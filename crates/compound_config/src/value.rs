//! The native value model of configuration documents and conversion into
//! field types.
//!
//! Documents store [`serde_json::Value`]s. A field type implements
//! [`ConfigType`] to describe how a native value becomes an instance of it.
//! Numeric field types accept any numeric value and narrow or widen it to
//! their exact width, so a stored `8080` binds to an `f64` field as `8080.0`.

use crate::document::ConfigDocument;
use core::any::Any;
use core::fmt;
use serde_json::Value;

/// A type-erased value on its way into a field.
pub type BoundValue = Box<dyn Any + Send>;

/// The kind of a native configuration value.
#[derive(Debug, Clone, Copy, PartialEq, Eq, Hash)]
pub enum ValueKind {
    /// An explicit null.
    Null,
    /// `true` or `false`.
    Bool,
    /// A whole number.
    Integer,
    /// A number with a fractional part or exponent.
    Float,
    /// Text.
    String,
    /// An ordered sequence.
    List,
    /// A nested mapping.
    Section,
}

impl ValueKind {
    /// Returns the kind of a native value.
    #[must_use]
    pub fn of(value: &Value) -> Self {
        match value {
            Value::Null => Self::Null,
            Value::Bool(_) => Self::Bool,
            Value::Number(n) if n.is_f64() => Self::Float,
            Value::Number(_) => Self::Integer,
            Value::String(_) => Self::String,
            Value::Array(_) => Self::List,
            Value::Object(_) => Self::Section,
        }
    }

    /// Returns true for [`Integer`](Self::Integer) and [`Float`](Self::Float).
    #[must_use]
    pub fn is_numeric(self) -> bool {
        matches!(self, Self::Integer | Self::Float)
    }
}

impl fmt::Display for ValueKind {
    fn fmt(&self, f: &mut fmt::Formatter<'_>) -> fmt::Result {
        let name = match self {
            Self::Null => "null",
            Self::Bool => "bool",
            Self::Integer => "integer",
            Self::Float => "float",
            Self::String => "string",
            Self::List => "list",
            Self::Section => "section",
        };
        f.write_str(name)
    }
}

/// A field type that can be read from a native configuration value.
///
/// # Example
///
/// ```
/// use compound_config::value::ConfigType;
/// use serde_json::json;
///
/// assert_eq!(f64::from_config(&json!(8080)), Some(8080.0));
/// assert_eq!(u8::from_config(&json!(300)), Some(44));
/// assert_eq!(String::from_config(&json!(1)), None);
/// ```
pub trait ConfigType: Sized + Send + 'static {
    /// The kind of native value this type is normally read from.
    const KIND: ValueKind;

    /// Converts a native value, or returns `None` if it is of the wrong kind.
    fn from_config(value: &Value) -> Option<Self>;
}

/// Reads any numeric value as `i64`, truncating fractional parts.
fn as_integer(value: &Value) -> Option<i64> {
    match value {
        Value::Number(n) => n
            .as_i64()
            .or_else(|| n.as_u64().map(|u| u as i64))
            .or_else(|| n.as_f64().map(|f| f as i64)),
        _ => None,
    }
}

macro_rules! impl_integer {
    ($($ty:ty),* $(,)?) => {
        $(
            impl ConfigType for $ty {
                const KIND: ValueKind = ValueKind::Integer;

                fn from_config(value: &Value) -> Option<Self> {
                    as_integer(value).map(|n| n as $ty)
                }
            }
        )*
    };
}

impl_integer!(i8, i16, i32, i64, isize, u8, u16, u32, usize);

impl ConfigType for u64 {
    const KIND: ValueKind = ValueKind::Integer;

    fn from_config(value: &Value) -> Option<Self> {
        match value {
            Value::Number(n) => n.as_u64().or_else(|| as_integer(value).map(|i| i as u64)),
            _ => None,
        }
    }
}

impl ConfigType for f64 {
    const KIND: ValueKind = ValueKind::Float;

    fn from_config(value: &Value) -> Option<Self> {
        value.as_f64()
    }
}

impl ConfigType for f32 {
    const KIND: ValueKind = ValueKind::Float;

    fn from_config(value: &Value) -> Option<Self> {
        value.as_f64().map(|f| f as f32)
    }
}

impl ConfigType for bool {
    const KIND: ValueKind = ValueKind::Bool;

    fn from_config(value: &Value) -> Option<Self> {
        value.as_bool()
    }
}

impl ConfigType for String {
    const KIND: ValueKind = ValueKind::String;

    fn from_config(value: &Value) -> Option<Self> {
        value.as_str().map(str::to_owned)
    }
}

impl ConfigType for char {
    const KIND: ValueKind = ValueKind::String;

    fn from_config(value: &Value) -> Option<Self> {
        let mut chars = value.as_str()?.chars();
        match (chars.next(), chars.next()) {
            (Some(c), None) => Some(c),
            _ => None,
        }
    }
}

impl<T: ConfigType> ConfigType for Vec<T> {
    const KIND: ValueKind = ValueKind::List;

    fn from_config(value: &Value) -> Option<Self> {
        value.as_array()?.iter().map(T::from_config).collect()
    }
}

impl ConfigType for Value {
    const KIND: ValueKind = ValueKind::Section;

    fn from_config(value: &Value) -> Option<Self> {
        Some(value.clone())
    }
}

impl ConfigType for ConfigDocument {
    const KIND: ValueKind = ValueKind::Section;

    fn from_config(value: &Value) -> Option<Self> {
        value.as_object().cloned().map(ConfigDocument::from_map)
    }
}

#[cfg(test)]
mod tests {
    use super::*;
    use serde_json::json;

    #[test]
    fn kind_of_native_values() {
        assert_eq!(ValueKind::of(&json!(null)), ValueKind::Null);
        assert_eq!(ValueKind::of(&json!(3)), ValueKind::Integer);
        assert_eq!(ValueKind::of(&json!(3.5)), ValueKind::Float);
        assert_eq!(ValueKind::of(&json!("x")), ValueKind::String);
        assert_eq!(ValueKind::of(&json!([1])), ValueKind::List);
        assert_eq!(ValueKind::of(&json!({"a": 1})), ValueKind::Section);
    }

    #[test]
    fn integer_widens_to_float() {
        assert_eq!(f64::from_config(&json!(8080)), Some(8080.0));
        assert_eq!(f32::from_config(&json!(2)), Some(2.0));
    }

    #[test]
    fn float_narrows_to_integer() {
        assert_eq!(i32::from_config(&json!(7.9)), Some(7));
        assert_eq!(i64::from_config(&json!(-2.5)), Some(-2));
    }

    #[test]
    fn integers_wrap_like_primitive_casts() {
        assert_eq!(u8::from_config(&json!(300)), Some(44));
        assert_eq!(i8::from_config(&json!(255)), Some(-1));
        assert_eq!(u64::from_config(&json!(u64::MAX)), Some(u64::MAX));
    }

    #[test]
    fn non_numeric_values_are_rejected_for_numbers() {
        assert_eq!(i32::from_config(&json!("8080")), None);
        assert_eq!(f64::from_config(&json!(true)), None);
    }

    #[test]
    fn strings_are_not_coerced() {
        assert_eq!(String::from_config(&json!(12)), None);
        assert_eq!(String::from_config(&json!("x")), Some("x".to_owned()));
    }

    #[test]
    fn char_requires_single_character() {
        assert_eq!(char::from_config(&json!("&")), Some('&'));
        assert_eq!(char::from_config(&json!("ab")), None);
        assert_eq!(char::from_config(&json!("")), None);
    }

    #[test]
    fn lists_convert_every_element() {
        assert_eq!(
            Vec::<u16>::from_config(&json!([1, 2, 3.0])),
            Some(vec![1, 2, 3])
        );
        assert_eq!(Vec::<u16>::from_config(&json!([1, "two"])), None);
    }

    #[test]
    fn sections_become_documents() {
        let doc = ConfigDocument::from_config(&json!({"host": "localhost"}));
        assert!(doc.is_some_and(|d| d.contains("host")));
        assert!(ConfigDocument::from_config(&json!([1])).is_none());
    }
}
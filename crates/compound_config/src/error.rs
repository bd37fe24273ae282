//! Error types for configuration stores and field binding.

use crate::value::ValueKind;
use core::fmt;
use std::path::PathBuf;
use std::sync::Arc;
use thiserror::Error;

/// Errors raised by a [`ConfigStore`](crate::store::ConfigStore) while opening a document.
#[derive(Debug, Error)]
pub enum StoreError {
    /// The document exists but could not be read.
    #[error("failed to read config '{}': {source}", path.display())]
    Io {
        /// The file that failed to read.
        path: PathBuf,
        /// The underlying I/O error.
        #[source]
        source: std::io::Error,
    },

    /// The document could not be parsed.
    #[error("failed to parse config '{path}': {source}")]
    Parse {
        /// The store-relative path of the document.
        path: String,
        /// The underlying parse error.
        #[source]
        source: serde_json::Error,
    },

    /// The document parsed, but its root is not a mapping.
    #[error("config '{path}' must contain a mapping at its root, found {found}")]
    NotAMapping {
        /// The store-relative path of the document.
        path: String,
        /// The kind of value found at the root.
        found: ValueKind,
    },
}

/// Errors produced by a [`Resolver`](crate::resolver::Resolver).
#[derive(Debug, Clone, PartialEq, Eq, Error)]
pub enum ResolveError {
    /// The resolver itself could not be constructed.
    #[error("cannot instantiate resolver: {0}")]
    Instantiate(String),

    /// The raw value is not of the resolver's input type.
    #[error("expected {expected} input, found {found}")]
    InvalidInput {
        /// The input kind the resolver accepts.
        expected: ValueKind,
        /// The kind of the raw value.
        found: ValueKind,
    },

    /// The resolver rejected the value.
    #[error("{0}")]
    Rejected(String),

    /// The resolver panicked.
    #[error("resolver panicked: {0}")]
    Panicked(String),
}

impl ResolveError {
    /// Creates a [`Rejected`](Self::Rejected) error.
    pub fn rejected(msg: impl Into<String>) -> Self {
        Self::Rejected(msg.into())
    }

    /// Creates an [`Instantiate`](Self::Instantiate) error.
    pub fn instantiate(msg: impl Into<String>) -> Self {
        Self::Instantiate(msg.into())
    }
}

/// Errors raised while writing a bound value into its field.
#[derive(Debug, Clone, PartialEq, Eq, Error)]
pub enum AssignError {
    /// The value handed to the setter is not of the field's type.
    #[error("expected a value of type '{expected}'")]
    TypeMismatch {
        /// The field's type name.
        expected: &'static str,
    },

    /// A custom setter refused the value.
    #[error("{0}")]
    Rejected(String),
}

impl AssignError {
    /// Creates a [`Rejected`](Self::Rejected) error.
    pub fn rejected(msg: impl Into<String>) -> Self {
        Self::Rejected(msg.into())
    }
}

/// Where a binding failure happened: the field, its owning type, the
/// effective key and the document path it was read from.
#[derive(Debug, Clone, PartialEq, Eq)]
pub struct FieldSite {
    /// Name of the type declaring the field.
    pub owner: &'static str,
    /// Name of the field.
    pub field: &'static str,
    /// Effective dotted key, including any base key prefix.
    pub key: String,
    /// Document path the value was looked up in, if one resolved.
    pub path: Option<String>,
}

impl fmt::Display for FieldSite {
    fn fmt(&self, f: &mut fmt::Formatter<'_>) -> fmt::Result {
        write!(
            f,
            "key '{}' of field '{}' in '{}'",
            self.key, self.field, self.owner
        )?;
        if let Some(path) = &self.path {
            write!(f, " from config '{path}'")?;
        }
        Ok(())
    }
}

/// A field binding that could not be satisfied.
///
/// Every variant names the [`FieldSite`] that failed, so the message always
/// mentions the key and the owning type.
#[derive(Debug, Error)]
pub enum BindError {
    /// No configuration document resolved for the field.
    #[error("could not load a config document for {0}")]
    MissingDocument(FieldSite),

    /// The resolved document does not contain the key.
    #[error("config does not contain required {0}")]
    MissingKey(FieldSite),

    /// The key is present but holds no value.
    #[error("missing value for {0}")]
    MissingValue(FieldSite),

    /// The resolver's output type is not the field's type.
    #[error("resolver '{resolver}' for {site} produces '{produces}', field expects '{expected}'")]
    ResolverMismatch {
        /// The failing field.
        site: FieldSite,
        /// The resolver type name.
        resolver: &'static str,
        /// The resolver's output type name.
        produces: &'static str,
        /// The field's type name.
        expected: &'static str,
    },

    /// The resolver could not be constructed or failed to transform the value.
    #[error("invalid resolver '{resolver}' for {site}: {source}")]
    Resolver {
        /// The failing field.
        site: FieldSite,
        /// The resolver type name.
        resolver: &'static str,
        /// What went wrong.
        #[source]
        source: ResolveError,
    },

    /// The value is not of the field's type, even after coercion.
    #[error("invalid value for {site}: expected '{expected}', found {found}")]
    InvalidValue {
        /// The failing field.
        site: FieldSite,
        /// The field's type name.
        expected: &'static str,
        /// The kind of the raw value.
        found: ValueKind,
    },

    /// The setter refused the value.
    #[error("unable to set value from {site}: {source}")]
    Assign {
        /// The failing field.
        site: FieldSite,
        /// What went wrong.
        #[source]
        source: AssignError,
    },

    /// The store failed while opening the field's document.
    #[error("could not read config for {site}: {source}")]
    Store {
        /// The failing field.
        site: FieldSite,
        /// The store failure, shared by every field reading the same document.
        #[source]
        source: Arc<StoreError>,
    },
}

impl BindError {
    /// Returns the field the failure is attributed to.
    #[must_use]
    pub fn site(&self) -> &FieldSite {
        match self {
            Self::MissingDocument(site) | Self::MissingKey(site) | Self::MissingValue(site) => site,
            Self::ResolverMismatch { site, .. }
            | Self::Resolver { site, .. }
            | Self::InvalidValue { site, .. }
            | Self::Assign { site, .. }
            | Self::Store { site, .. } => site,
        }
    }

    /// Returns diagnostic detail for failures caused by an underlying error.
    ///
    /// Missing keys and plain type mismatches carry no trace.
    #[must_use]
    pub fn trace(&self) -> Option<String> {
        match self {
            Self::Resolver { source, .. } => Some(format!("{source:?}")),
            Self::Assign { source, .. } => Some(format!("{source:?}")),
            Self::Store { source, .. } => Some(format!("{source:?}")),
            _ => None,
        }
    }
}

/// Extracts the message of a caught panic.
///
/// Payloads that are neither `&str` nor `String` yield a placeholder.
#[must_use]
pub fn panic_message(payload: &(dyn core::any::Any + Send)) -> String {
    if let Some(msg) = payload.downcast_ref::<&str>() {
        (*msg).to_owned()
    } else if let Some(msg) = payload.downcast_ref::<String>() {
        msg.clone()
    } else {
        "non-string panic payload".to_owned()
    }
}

*ASSIGNMENT*. The line containing "Value::Number(n) if n.is_f64()" marks the end: copy exactly every line from the top of the data above down to it, that line included.

*ANSWER BOX*.
filename crates/compound_config/src/value.rs
//! The native value model of configuration documents and conversion into
//! field types.
//!
//! Documents store [`serde_json::Value`]s. A field type implements
//! [`ConfigType`] to describe how a native value becomes an instance of it.
//! Numeric field types accept any numeric value and narrow or widen it to
//! their exact width, so a stored `8080` binds to an `f64` field as `8080.0`.

use crate::document::ConfigDocument;
use core::any::Any;
use core::fmt;
use serde_json::Value;

/// A type-erased value on its way into a field.
pub type BoundValue = Box<dyn Any + Send>;

/// The kind of a native configuration value.
#[derive(Debug, Clone, Copy, PartialEq, Eq, Hash)]
pub enum ValueKind {
    /// An explicit null.
    Null,
    /// `true` or `false`.
    Bool,
    /// A whole number.
    Integer,
    /// A number with a fractional part or exponent.
    Float,
    /// Text.
    String,
    /// An ordered sequence.
    List,
    /// A nested mapping.
    Section,
}

impl ValueKind {
    /// Returns the kind of a native value.
    #[must_use]
    pub fn of(value: &Value) -> Self {
        match value {
            Value::Null => Self::Null,
            Value::Bool(_) => Self::Bool,
            Value::Number(n) if n.is_f64() => Self::Float,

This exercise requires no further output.